9. An adjusting unit ( 1 ) for actuating a device for variable control of valves of an internal combustion engine for load control of the engine, comprising

a gear unit ( 2 ) with a cylindrical worm ( 4 ), a thread ( 6 ) is embodied on a circumferential surface of said worm ( 4 ), a displacement element ( 5 ) is guided displaceably on the worm ( 4 ), which displacement element has a profiled region ( 7 ) that meshes with the thread ( 6 ) of the worm ( 4 ), the displacement element ( 5 ) is in communication with an actuating element ( 11 ) of the device, and

a drive unit ( 3 ), which sets the worm ( 4 ) into a rotary motion about a longitudinal axis ( 9 ) of the worm, and

wherein the thread ( 6 ) of the worm ( 4 ) is embodied as a flat thread.

10. The adjusting unit ( 1 ) according to claim 9, in which the drive unit ( 3 ) is embodied as an electric motor.

11. The adjusting unit ( 1 ) according to claim 9, in which the displacement element ( 5 ) is in communication with the device via a hinge element ( 10 ).

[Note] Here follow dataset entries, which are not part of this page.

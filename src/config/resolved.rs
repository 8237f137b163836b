//! Resolved model: definitions validated and flattened for runtime use.

use crate::config::{AttributeRule, Nature};
use crate::error::BlueprintError;
use regex::Regex;
use serde_json::Value;

/// Primary key type for coercing identifiers that arrive as route strings.
#[derive(Clone, Copy, Debug, PartialEq, Eq)]
pub enum PkType {
    Int,
    Text,
    Uuid,
}

impl PkType {
    pub fn coerce(self, id: &Value) -> Result<Value, BlueprintError> {
        Ok(match (self, id) {
            (PkType::Int, Value::Number(n)) if n.is_i64() || n.is_u64() => id.clone(),
            (PkType::Int, Value::String(s)) => {
                let n: i64 = s
                    .trim()
                    .parse()
                    .map_err(|_| BlueprintError::InvalidParameter(format!("invalid id '{}'", s)))?;
                Value::Number(n.into())
            }
            (PkType::Uuid, Value::String(s)) => {
                let u = uuid::Uuid::parse_str(s)
                    .map_err(|_| BlueprintError::InvalidParameter(format!("invalid uuid '{}'", s)))?;
                Value::String(u.to_string())
            }
            (PkType::Text, Value::String(_)) => id.clone(),
            (PkType::Text, Value::Number(n)) => Value::String(n.to_string()),
            _ => {
                return Err(BlueprintError::InvalidParameter(format!(
                    "invalid id {}",
                    id
                )))
            }
        })
    }
}

#[derive(Clone, Debug)]
pub struct Attribute {
    pub name: String,
    pub rule: AttributeRule,
    /// Compiled `rule.pattern`.
    pub pattern: Option<Regex>,
}

#[derive(Clone, Debug, PartialEq, Eq)]
pub struct Association {
    pub alias: String,
    pub nature: Nature,
    /// Target model name.
    pub target: String,
    /// Inverse field on the target model.
    pub via: Option<String>,
    pub required: bool,
}

#[derive(Clone, Debug)]
pub struct Model {
    pub name: String,
    pub primary_key: String,
    pub pk_type: PkType,
    pub attributes: Vec<Attribute>,
    /// In declaration order.
    pub associations: Vec<Association>,
}

impl Model {
    pub fn association(&self, alias: &str) -> Option<&Association> {
        self.associations.iter().find(|a| a.alias == alias)
    }

    pub fn attribute(&self, name: &str) -> Option<&Attribute> {
        self.attributes.iter().find(|a| a.name == name)
    }
}

#[cfg(test)]
mod tests {
    use super::*;
    use serde_json::json;

    #[test]
    fn coerces_route_strings_to_pk_type() {
        assert_eq!(PkType::Int.coerce(&json!("42")).unwrap(), json!(42));
        assert_eq!(PkType::Int.coerce(&json!(42)).unwrap(), json!(42));
        assert_eq!(PkType::Text.coerce(&json!(7)).unwrap(), json!("7"));
        assert!(matches!(
            PkType::Int.coerce(&json!("abc")),
            Err(BlueprintError::InvalidParameter(_))
        ));
        assert!(PkType::Uuid.coerce(&json!("not-a-uuid")).is_err());
        let u = uuid::Uuid::new_v4().to_string();
        assert_eq!(PkType::Uuid.coerce(&json!(u.clone())).unwrap(), json!(u));
    }
}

12. An adjusting unit ( 1 ) for actuating a device for variable control of valves of an internal combustion engine for load control of the engine, comprising

a gear unit ( 2 ) with a cylindrical worm ( 4 ), a thread ( 6 ) is embodied on a circumferential surface of said worm ( 4 ), a displacement element ( 5 ) is guided displaceably on the worm ( 4 ), which displacement element has a profiled region ( 7 ) that meshes with the thread ( 6 ) of the worm ( 4 ), the displacement element ( 5 ) is in communication with an actuating element ( 11 ) of the device, and

a drive unit ( 3 ), which sets the worm ( 4 ) into a rotary motion about a longitudinal axis ( 9 ) of the worm, and wherein the displacement element ( 5 ) is in communication with the device via a hinge element ( 10 ).

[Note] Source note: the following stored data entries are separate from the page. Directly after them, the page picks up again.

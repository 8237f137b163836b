//! Attribute validation from model rules.

use crate::config::{Attribute, Model};
use crate::error::BlueprintError;
use crate::store::Record;
use serde_json::Value;

pub struct AttributeValidator;

impl AttributeValidator {
    /// Validate a full payload. All required attributes must be present and non-null.
    pub fn validate(values: &Record, model: &Model) -> Result<(), BlueprintError> {
        for attr in &model.attributes {
            let val = values.get(&attr.name);
            if attr.rule.required == Some(true) && val.map_or(true, Value::is_null) {
                return Err(BlueprintError::Validation(format!("{} is required", attr.name)));
            }
            if let Some(v) = val {
                validate_field(attr, v)?;
            }
        }
        Ok(())
    }

    /// Validate only the fields present in `values` (for updates). A required attribute may not be set to null.
    pub fn validate_partial(values: &Record, model: &Model) -> Result<(), BlueprintError> {
        for (name, v) in values {
            if let Some(attr) = model.attribute(name) {
                if attr.rule.required == Some(true) && v.is_null() {
                    return Err(BlueprintError::Validation(format!("{} is required", name)));
                }
                validate_field(attr, v)?;
            }
        }
        Ok(())
    }
}

fn validate_field(attr: &Attribute, v: &Value) -> Result<(), BlueprintError> {
    if v.is_null() {
        return Ok(());
    }
    let name = attr.name.as_str();
    let rule = &attr.rule;
    if let Some(format) = &rule.format {
        validate_format(name, v, format)?;
    }
    if let Some(s) = v.as_str() {
        let len = s.chars().count();
        if let Some(max) = rule.max_length {
            if len > max as usize {
                return Err(BlueprintError::Validation(format!("{} must be at most {} characters", name, max)));
            }
        }
        if let Some(min) = rule.min_length {
            if len < min as usize {
                return Err(BlueprintError::Validation(format!("{} must be at least {} characters", name, min)));
            }
        }
        if let Some(re) = &attr.pattern {
            if !re.is_match(s) {
                return Err(BlueprintError::Validation(format!("{} does not match required pattern", name)));
            }
        }
    }
    if let Some(allowed) = &rule.allowed {
        if !allowed.iter().any(|a| value_eq(v, a)) {
            return Err(BlueprintError::Validation(format!(
                "{} must be one of: {:?}",
                name,
                allowed.iter().take(5).collect::<Vec<_>>()
            )));
        }
    }
    if let Some(n) = v.as_f64() {
        if let Some(min) = rule.minimum {
            if n < min {
                return Err(BlueprintError::Validation(format!("{} must be at least {}", name, min)));
            }
        }
        if let Some(max) = rule.maximum {
            if n > max {
                return Err(BlueprintError::Validation(format!("{} must be at most {}", name, max)));
            }
        }
    }
    Ok(())
}

fn value_eq(a: &Value, b: &Value) -> bool {
    match (a, b) {
        (Value::Number(n), Value::Number(m)) => n.as_f64() == m.as_f64(),
        _ => a == b,
    }
}

fn validate_format(name: &str, v: &Value, format: &str) -> Result<(), BlueprintError> {
    let Some(s) = v.as_str() else {
        return Ok(());
    };
    match format.to_lowercase().as_str() {
        "email" => {
            let valid = s
                .split_once('@')
                .is_some_and(|(local, domain)| !local.is_empty() && !domain.is_empty());
            if !valid {
                return Err(BlueprintError::Validation(format!("{} must be a valid email", name)));
            }
        }
        "uuid" => {
            if uuid::Uuid::parse_str(s).is_err() {
                return Err(BlueprintError::Validation(format!("{} must be a valid UUID", name)));
            }
        }
        other => tracing::debug!(format = other, "unknown attribute format, not checked"),
    }
    Ok(())
}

13. The adjusting unit ( 1 ) according to claim 12, in which the drive unit ( 3 ) is embodied as an electric motor.

14. The adjusting unit ( 1 ) according to claim 12, in which the displacement element ( 5 ) has a first receiving element, with which a second receiving element of the hinge element ( 10 ) is in frictional engagement.

15. The adjusting unit ( 1 ) according to claim 14, in which the first receiving element is embodied as a circular opening ( 8 ), and the second receiving element is embodied as a peg ( 12 ) with a circular cross-sectional surface, and an outside diameter of the peg ( 12 ) is greater than an inside diameter of the opening ( 8 ).

16. An adjusting unit ( 1 ) for actuating a device for variable control of valves of an internal combustion engine for load control of the engine, comprising

a gear unit ( 2 ) with a cylindrical worm ( 4 ), a thread ( 6 ) is embodied on a circumferential surface of said worm ( 4 ), a displacement element ( 5 ) is guided displaceably on the worm ( 4 ), which displacement element has a profiled region ( 7 ) that meshes with the thread ( 6 ) of the worm ( 4 ), the displacement element ( 5 ) is in communication with an actuating element ( 11 ) of the device, and

a drive unit ( 3 ), which sets the worm ( 4 ) into a rotary motion about a longitudinal axis ( 9 ) of the worm, and wherein the gear unit ( 2 ) has a support frame ( 13 ), in which the worm ( 4 ) is supported rotatably and the displacement element ( 5 ) is supported displaceably, and the end faces of the worm ( 4 ) are braced on the support frame ( 13 ).

17. The adjusting unit ( 1 ) according to claim 16, in which the drive unit ( 3 ) is embodied as an electric motor.